The canal and locks proved to be a major impetus to colonization and commerce. Soon after it opened, it was used by many people travelling upstream to settle in Upper Canada, and it attracted a large amount of commercial traffic. This, as well as the lock's approach that was difficult to navigate, necessitated a second lock. Following the recommendations of the Canals Commission in 1870, a second lock was built directly east and parallel to the first one, with work completed in 1882. The original locks were used less and less until 1909 when they were abandoned.

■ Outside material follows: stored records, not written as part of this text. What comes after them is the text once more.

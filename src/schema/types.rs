use serde::{Deserialize, Serialize};

/// Logical column type, mapped to a concrete keyword by each dialect.
#[derive(Debug, Clone, Copy, PartialEq, Eq, Hash, Serialize, Deserialize)]
pub enum LogicalType {
    Boolean,
    /// 16-bit integer
    Short,
    /// 32-bit integer
    Integer,
    /// 64-bit integer
    Long,
    /// Single precision float
    Float,
    /// Double precision float
    Double,
    Decimal,
    String,
    DateTime,
    Guid,
    Binary,
}

impl LogicalType {
    /// Integral types can carry an identity (auto increment) attribute.
    pub fn is_integral(&self) -> bool {
        matches!(self, LogicalType::Short | LogicalType::Integer | LogicalType::Long)
    }
}

impl std::fmt::Display for LogicalType {
    fn fmt(&self, f: &mut std::fmt::Formatter<'_>) -> std::fmt::Result {
        std::fmt::Debug::fmt(self, f)
    }
}

impl std::str::FromStr for LogicalType {
    type Err = crate::error::WeaveError;

    fn from_str(s: &str) -> Result<Self, Self::Err> {
        Ok(match s {
            "Boolean" => LogicalType::Boolean,
            "Short" => LogicalType::Short,
            "Integer" => LogicalType::Integer,
            "Long" => LogicalType::Long,
            "Float" => LogicalType::Float,
            "Double" => LogicalType::Double,
            "Decimal" => LogicalType::Decimal,
            "String" => LogicalType::String,
            "DateTime" => LogicalType::DateTime,
            "Guid" => LogicalType::Guid,
            "Binary" => LogicalType::Binary,
            other => {
                return Err(crate::error::WeaveError::unsupported(format!(
                    "unknown cast target type '{}'",
                    other
                )));
            }
        })
    }
}
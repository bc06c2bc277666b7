//! Transpiler test modules.
//!
//! - `compile`: expression rendering through the translators
//! - `dialects`: per-dialect literals, types, pagination and catalog checks
//! - `ddl`: CREATE/DROP planning and idempotency guards
//! - `dml`: identity-based insert/update/delete/select

mod dialects;

use crate::ast::{EntityRef, Expr};
use crate::config::TranslatorOptions;
use crate::fixtures::Order;
use crate::schema::SchemaCache;
use crate::transpiler::{Compiler, Dialect, Parameters, SqlTranslator};

fn orders() -> EntityRef {
    EntityRef::new(SchemaCache::new().table::<Order>().unwrap())
}

/// Compile a predicate over `Orders` with the given translator.
fn predicate_with(
    translator: &dyn SqlTranslator,
    f: impl FnOnce(&EntityRef) -> Expr,
) -> (String, Parameters) {
    let mut params = translator.new_parameters();
    let sql = Compiler::new(translator, &mut params)
        .predicate(f(&orders()))
        .unwrap();
    (sql, params)
}

fn predicate(dialect: Dialect, f: impl FnOnce(&EntityRef) -> Expr) -> (String, Parameters) {
    predicate_with(dialect.translator().as_ref(), f)
}

fn projection(dialect: Dialect, f: impl FnOnce(&EntityRef) -> Expr) -> String {
    let translator = dialect.translator_with(TranslatorOptions::default());
    let mut params = translator.new_parameters();
    Compiler::new(translator.as_ref(), &mut params)
        .projection(f(&orders()))
        .unwrap()
}
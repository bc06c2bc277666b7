//! UPDATE SQL generation.

use crate::ast::Value;
use crate::error::{WeaveError, WeaveResult};
use crate::schema::TableDefinition;
use crate::transpiler::ddl::require_field;
use crate::transpiler::{Parameters, SqlTranslator};

/// Generate an UPDATE of the row identified by `id`. Key and identity columns in
/// `row` are not assignable and are skipped.
pub fn build_update_by_id(
    translator: &dyn SqlTranslator,
    table: &TableDefinition,
    id: impl Into<Value>,
    row: &[(&str, Value)],
) -> WeaveResult<(String, Parameters)> {
    super::id_field(table)?;
    let mut params = translator.new_parameters();

    let mut assignments = Vec::new();
    for (name, value) in row {
        let field = require_field(table, name)?;
        if field.primary_key || field.is_identity() {
            continue;
        }
        let key = params.add(value.clone());
        assignments.push(format!("{} = {}", translator.quote_identifier(&field.name), key));
    }

    if assignments.is_empty() {
        return Err(WeaveError::InvalidSchema(format!(
            "update of '{}' assigns no columns",
            table.name()
        )));
    }

    let predicate = super::id_predicate(translator, table, &mut params, id.into())?;
    let sql = format!(
        "UPDATE {} SET {} WHERE {}",
        translator.table_name(table.name()),
        assignments.join(", "),
        predicate
    );
    Ok((sql, params))
}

Since the completion of the second canal, the Sainte-Anne-de-Bellevue Canal and the other canals of the Ottawa River were mainly used to transport wood to Montreal. This commerce flourished until 1919 whereafter the logging industry went into decline. From 1920 to 1963, shipments of sand, gravel and petroleum products became the principal freight transported. In 1914, electric lighting was installed, and in 1923, the gate mechanisms were electrified. But the railroad supplanted water transportation and the canal lost most of its importance. In the 1960s, a period of modernization saw the removal of many old service buildings, such as the toll collector’s residence and office, smithy, carpentry shop, storehouse, and tool shed. The lock’s old wooden gates were replaced with steel ones and in 1964, the old 1843 canal and locks were completely backfilled.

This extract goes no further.